Going into the primary election Tuesday, the war of words among the three GOP candidates for the Montana gubernatorial race had turned particularly vicious, with the acrimony pointed mainly toward one candidate: Gianforte, who only two years ago won Montana’s sole U.S. House seat but abdicated that position to run for governor. Again. 

He had run against Bullock in 2016 and lost and on the night of his election to the House in 2017, Gianforte was arrested for assaulting a reporter from The Guardian at his election headquarters.

The other two candidates — orthopedic surgeon Al Olszewski and Montana attorney general Tim Fox — have leveled some incendiary comments against Gianforte, calling him a wealthy, out-of-state carpetbagger who is trying to buy the Montana governor’s position. Gianforte, who is often called the wealthiest member of Congress, has loaned his campaign $1.5 million. 

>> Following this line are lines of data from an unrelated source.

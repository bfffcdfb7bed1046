// src/app.rs
//
// Calculatrice — module App (racine)
// ----------------------------------
// Rôle:
// - Déclarer les sous-modules (etat.rs + vue.rs)
// - Ré-exporter AppCalc (pour main.rs: use crate::app::AppCalc;)
// - Fournir l’impl eframe::App (compatible NATIF + WEB)
// - Raccourcis clavier globaux (pas de champ texte : tout est global)

pub mod etat;
pub mod vue;

// Ré-export pratique : `use crate::app::AppCalc;`
pub use etat::AppCalc;

use eframe::egui;
use vue::Touche;

impl eframe::App for AppCalc {
    fn update(&mut self, ctx: &egui::Context, _frame: &mut eframe::Frame) {
        self.raccourcis_clavier(ctx);

        egui::CentralPanel::default().show(ctx, |ui| {
            self.ui(ui); // méthode publique (dans vue.rs)
        });
    }
}

impl AppCalc {
    /// ESC = C, Backspace = DEL, Enter = "=", chiffres / "." / + - * / tapés.
    fn raccourcis_clavier(&mut self, ctx: &egui::Context) {
        let (esc, retour, entree, texte) = ctx.input(|i| {
            let texte: String = i
                .events
                .iter()
                .filter_map(|e| match e {
                    egui::Event::Text(t) => Some(t.as_str()),
                    _ => None,
                })
                .collect();
            (
                i.key_pressed(egui::Key::Escape),
                i.key_pressed(egui::Key::Backspace),
                i.key_pressed(egui::Key::Enter),
                texte,
            )
        });

        if esc {
            self.clear();
        }
        if retour {
            self.backspace();
        }
        for c in texte.chars() {
            let symbole = match c {
                '*' => "×",
                '/' => "÷",
                '-' => "−",
                '+' => "+",
                '=' => "=",
                '0'..='9' | '.' => {
                    self.appliquer_touche(Touche::Chiffre, &c.to_string());
                    continue;
                }
                _ => continue,
            };
            self.appliquer_touche(Touche::Operation, symbole);
        }
        if entree {
            self.appliquer_touche(Touche::Operation, "=");
        }
    }
}
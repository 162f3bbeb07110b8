//! Price quotation types

use chrono::{DateTime, Utc};
use rust_decimal::Decimal;
use serde::{Deserialize, Serialize};
use thiserror::Error;

/// A single successful price quotation
#[derive(Debug, Clone, PartialEq, Serialize, Deserialize)]
pub struct PriceQuote {
    /// Asset identifier (e.g., "bitcoin")
    pub asset: String,
    /// Fiat currency (e.g., "usd")
    pub currency: String,
    /// Quoted price
    pub price: Decimal,
    /// Local timestamp when the quote was received
    pub fetched_at: DateTime<Utc>,
}

/// A failed price refresh
///
/// The variants exist for diagnostics only; callers treat every cause the
/// same way.
#[derive(Debug, Error)]
pub enum RefreshError {
    #[error("price refresh failed: request error: {0}")]
    Request(#[from] reqwest::Error),

    #[error("price refresh failed: unexpected status {status}: {body}")]
    Status {
        status: reqwest::StatusCode,
        body: String,
    },

    #[error("price refresh failed: malformed payload: {0}")]
    Malformed(String),
}
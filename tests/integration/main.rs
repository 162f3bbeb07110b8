//! Integration tests for landing-ticker

mod common;
mod config_test;
mod landing_test;
mod quote_test;
mod refresh_test;
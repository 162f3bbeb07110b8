//! Render command implementation

use crate::config::Config;
use crate::landing::{render, Frame, LandingPage};
use crate::refresh::PriceReading;
use chrono::Local;
use clap::Args;

#[derive(Args, Debug)]
pub struct RenderArgs {
    /// Frame index for the decorative motion
    #[arg(long, default_value = "0")]
    pub frame: u64,
}

impl RenderArgs {
    pub async fn execute(&self, config: &Config) -> anyhow::Result<()> {
        let page = LandingPage::from_config(&config.landing);
        let frame = Frame {
            index: self.frame,
            clock: Local::now().time(),
        };
        print!("{}", render(&page, &PriceReading::Unloaded, &frame));
        Ok(())
    }
}
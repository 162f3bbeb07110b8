//! Run command implementation

use crate::config::Config;
use crate::landing::{render, Frame, LandingPage};
use crate::refresh::{PriceReader, PriceRefresher};
use chrono::Local;
use clap::Args;
use std::io::Write;
use std::sync::Arc;
use std::time::Duration;
use tokio::time::MissedTickBehavior;

/// Clear screen and move the cursor home
const CLEAR: &str = "\x1b[2J\x1b[H";

#[derive(Args, Debug)]
pub struct RunArgs {
    /// Stop after this many redraws (runs until Ctrl-C otherwise)
    #[arg(long)]
    pub frames: Option<u64>,

    /// Redraw period in milliseconds
    #[arg(long, default_value = "1000")]
    pub redraw_ms: u64,
}

impl RunArgs {
    pub async fn execute(&self, config: &Config) -> anyhow::Result<()> {
        let client = super::quote_client(&config.quote)?;
        let refresher = PriceRefresher::with_interval(Arc::new(client), config.refresh.interval());
        let page = LandingPage::from_config(&config.landing);

        let handle = refresher.start();
        let result = self.redraw_loop(&page, refresher.reader()).await;
        handle.stop();

        result
    }

    async fn redraw_loop(&self, page: &LandingPage, reader: PriceReader) -> anyhow::Result<()> {
        let mut redraw = tokio::time::interval(Duration::from_millis(self.redraw_ms.max(16)));
        redraw.set_missed_tick_behavior(MissedTickBehavior::Skip);

        let ctrl_c = tokio::signal::ctrl_c();
        tokio::pin!(ctrl_c);

        let mut index = 0u64;
        loop {
            if self.frames.is_some_and(|limit| index >= limit) {
                break;
            }

            tokio::select! {
                _ = redraw.tick() => {}
                _ = &mut ctrl_c => {
                    tracing::info!("Interrupted, shutting down");
                    break;
                }
            }

            let frame = Frame {
                index,
                clock: Local::now().time(),
            };
            let text = render(page, &reader.current_value(), &frame);

            let mut stdout = std::io::stdout().lock();
            write!(stdout, "{}{}", CLEAR, text)?;
            stdout.flush()?;

            index += 1;
        }

        Ok(())
    }
}
//! Integration tests for the CoinGecko client

use crate::common::{closed_addr, StubServer};
use landing_ticker::quote::{CoinGeckoClient, CoinGeckoConfig, PriceSource, RefreshError};
use rust_decimal_macros::dec;
use std::time::Duration;

fn client(base_url: String) -> CoinGeckoClient {
    CoinGeckoClient::with_config(CoinGeckoConfig {
        base_url,
        timeout: Duration::from_secs(5),
        ..Default::default()
    })
    .unwrap()
}

#[tokio::test]
async fn test_fetch_price() {
    let server = StubServer::start(vec![(200, r#"{"bitcoin":{"usd":65000}}"#)]).await;
    let quote = client(server.base_url()).fetch_price().await.unwrap();

    assert_eq!(quote.price, dec!(65000));
    assert_eq!(quote.asset, "bitcoin");
    assert_eq!(quote.currency, "usd");

    let requests = server.requests();
    assert_eq!(requests.len(), 1);
    assert!(
        requests[0].starts_with("GET /api/v3/simple/price?ids=bitcoin&vs_currencies=usd "),
        "unexpected request: {}",
        requests[0]
    );
}

#[tokio::test]
async fn test_fetch_non_success_status() {
    let server = StubServer::start(vec![(429, r#"{"status":{"error_code":429}}"#)]).await;
    let result = client(server.base_url()).fetch_price().await;

    match result {
        Err(RefreshError::Status { status, .. }) => assert_eq!(status.as_u16(), 429),
        other => panic!("expected status error, got {:?}", other),
    }
}

#[tokio::test]
async fn test_fetch_malformed_body() {
    let server = StubServer::start(vec![(200, r#"{"bitcoin":{}}"#)]).await;
    let result = client(server.base_url()).fetch_price().await;
    assert!(matches!(result, Err(RefreshError::Malformed(_))));
}

#[tokio::test]
async fn test_fetch_connection_refused() {
    let addr = closed_addr().await;
    let result = client(format!("http://{}/api/v3", addr)).fetch_price().await;
    assert!(matches!(result, Err(RefreshError::Request(_))));
}
//! Telemetry module
//!
//! Logging and metrics

mod fetch_metrics;
mod logging;

pub use fetch_metrics::{init_metrics, record_fetch, set_price, FetchOutcome};
pub use logging::{init_logging, LogFormat};

use crate::config::TelemetryConfig;

/// Initialize all telemetry subsystems
pub fn init_telemetry(config: &TelemetryConfig) -> anyhow::Result<()> {
    init_logging(&config.log_level, config.log_format.into())?;

    if let Some(port) = config.metrics_port {
        init_metrics(port)?;
    }

    Ok(())
}
//! Configuration types for landing-ticker

use serde::{Deserialize, Serialize};
use std::time::Duration;

/// Root configuration structure
#[derive(Debug, Clone, Default, Deserialize, Serialize)]
pub struct Config {
    #[serde(default)]
    pub quote: QuoteConfig,
    #[serde(default)]
    pub refresh: RefreshConfig,
    #[serde(default)]
    pub landing: LandingConfig,
    #[serde(default)]
    pub telemetry: TelemetryConfig,
}

/// Price quotation endpoint configuration
#[derive(Debug, Clone, Deserialize, Serialize)]
pub struct QuoteConfig {
    /// Base URL of the quotation API
    #[serde(default = "default_base_url")]
    pub base_url: String,

    /// Asset identifier (e.g., "bitcoin")
    #[serde(default = "default_asset")]
    pub asset: String,

    /// Target fiat currency (e.g., "usd")
    #[serde(default = "default_currency")]
    pub currency: String,

    /// Request timeout (seconds)
    #[serde(default = "default_timeout_secs")]
    pub timeout_secs: u64,
}

fn default_base_url() -> String {
    "https://api.coingecko.com/api/v3".to_string()
}
fn default_asset() -> String {
    "bitcoin".to_string()
}
fn default_currency() -> String {
    "usd".to_string()
}
fn default_timeout_secs() -> u64 {
    10
}

impl Default for QuoteConfig {
    fn default() -> Self {
        Self {
            base_url: default_base_url(),
            asset: default_asset(),
            currency: default_currency(),
            timeout_secs: default_timeout_secs(),
        }
    }
}

impl QuoteConfig {
    pub fn timeout(&self) -> Duration {
        // A zero timeout fails every request
        Duration::from_secs(self.timeout_secs.max(1))
    }
}

/// Refresh timer configuration
#[derive(Debug, Clone, Deserialize, Serialize)]
pub struct RefreshConfig {
    /// Period between fetches (seconds)
    #[serde(default = "default_interval_secs")]
    pub interval_secs: u64,
}

fn default_interval_secs() -> u64 {
    60
}

impl Default for RefreshConfig {
    fn default() -> Self {
        Self {
            interval_secs: default_interval_secs(),
        }
    }
}

impl RefreshConfig {
    pub fn interval(&self) -> Duration {
        // tokio's interval panics on a zero period
        Duration::from_secs(self.interval_secs.max(1))
    }
}

/// Landing page copy
#[derive(Debug, Clone, Deserialize, Serialize)]
pub struct LandingConfig {
    /// Brand shown in the page header
    #[serde(default = "default_brand")]
    pub brand: String,

    /// Outbound call-to-action link
    #[serde(default = "default_cta_url")]
    pub cta_url: String,
}

fn default_brand() -> String {
    "b1tcoinx.xyz".to_string()
}
fn default_cta_url() -> String {
    "https://www.b1tcoin.ai/".to_string()
}

impl Default for LandingConfig {
    fn default() -> Self {
        Self {
            brand: default_brand(),
            cta_url: default_cta_url(),
        }
    }
}

/// Telemetry configuration
#[derive(Debug, Clone, Deserialize, Serialize)]
pub struct TelemetryConfig {
    #[serde(default = "default_log_level")]
    pub log_level: String,

    #[serde(default)]
    pub log_format: LogFormatConfig,

    /// Prometheus scrape port; no exporter is started when unset
    pub metrics_port: Option<u16>,
}

fn default_log_level() -> String {
    "info".to_string()
}

impl Default for TelemetryConfig {
    fn default() -> Self {
        Self {
            log_level: default_log_level(),
            log_format: LogFormatConfig::default(),
            metrics_port: None,
        }
    }
}

/// Log output format as written in the config file
#[derive(Debug, Clone, Copy, Deserialize, Serialize, PartialEq, Eq, Default)]
#[serde(rename_all = "lowercase")]
pub enum LogFormatConfig {
    #[default]
    Pretty,
    Json,
}

impl Config {
    /// Load configuration from a TOML file
    pub fn load(path: impl AsRef<std::path::Path>) -> anyhow::Result<Self> {
        let content = std::fs::read_to_string(path)?;
        let config: Config = toml::from_str(&content)?;
        Ok(config)
    }
}
//! Integration tests for landing page rendering

use chrono::{NaiveTime, Utc};
use landing_ticker::config::LandingConfig;
use landing_ticker::landing::{render, Frame, LandingPage};
use landing_ticker::refresh::PriceReading;
use rust_decimal_macros::dec;

fn frame() -> Frame {
    Frame {
        index: 0,
        clock: NaiveTime::from_hms_opt(9, 5, 0).unwrap(),
    }
}

#[test]
fn test_custom_brand_page() {
    let config = LandingConfig {
        brand: "example.test".to_string(),
        cta_url: "https://trade.example.test/".to_string(),
    };
    let page = LandingPage::from_config(&config);
    let reading = PriceReading::Loaded {
        price: dec!(1234567.891),
        as_of: Utc::now(),
    };

    let text = render(&page, &reading, &frame());
    assert!(text.contains("example.test"));
    assert!(text.contains("09:05:00"));
    assert!(text.contains("$1,234,567.891"));
    assert!(text.contains("https://trade.example.test/"));
}

#[test]
fn test_render_is_deterministic() {
    let page = LandingPage::default();
    let a = render(&page, &PriceReading::Unloaded, &frame());
    let b = render(&page, &PriceReading::Unloaded, &frame());
    assert_eq!(a, b);
}
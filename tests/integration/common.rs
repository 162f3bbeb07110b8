//! Minimal one-response-per-connection HTTP server for tests

use std::collections::VecDeque;
use std::net::SocketAddr;
use std::sync::{Arc, Mutex};
use tokio::io::{AsyncReadExt, AsyncWriteExt};
use tokio::net::TcpListener;

pub struct StubServer {
    pub addr: SocketAddr,
    requests: Arc<Mutex<Vec<String>>>,
}

impl StubServer {
    /// Serve `responses` in order, one per connection; the last one repeats
    pub async fn start(responses: Vec<(u16, &'static str)>) -> Self {
        let listener = TcpListener::bind("127.0.0.1:0").await.unwrap();
        let addr = listener.local_addr().unwrap();
        let requests = Arc::new(Mutex::new(Vec::new()));
        let queue = Arc::new(Mutex::new(VecDeque::from(responses)));

        let seen = requests.clone();
        tokio::spawn(async move {
            loop {
                let Ok((mut socket, _)) = listener.accept().await else {
                    break;
                };

                let mut buf = vec![0u8; 4096];
                let mut read = 0;
                while !buf[..read].windows(4).any(|w| w == b"\r\n\r\n") {
                    match socket.read(&mut buf[read..]).await {
                        Ok(0) | Err(_) => break,
                        Ok(n) => read += n,
                    }
                }
                let request = String::from_utf8_lossy(&buf[..read]).to_string();
                let request_line = request.lines().next().unwrap_or_default().to_string();
                seen.lock().unwrap().push(request_line);

                let (status, body) = {
                    let mut queue = queue.lock().unwrap();
                    if queue.len() > 1 {
                        queue.pop_front().unwrap()
                    } else {
                        *queue.front().unwrap()
                    }
                };

                let response = format!(
                    "HTTP/1.1 {} Stub\r\nContent-Type: application/json\r\nContent-Length: {}\r\nConnection: close\r\n\r\n{}",
                    status,
                    body.len(),
                    body
                );
                let _ = socket.write_all(response.as_bytes()).await;
                let _ = socket.shutdown().await;
            }
        });

        Self { addr, requests }
    }

    pub fn base_url(&self) -> String {
        format!("http://{}/api/v3", self.addr)
    }

    pub fn requests(&self) -> Vec<String> {
        self.requests.lock().unwrap().clone()
    }
}

/// An address nothing is listening on
pub async fn closed_addr() -> SocketAddr {
    let listener = TcpListener::bind("127.0.0.1:0").await.unwrap();
    listener.local_addr().unwrap()
}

In an interview with Montana Public Radio, Fox said Gianforte has “pitted Republicans against Republicans and in an online debate, Fox said Gianforte is out of touch with everyday Montanans, and accused Gianforte of “social distancing long before the pandemic. He has ducked debates and forums, refused interviews with the press, avoided open public meetings and tough questions, and instead used his considerable wealth to try to buy this election instead of earning those votes.”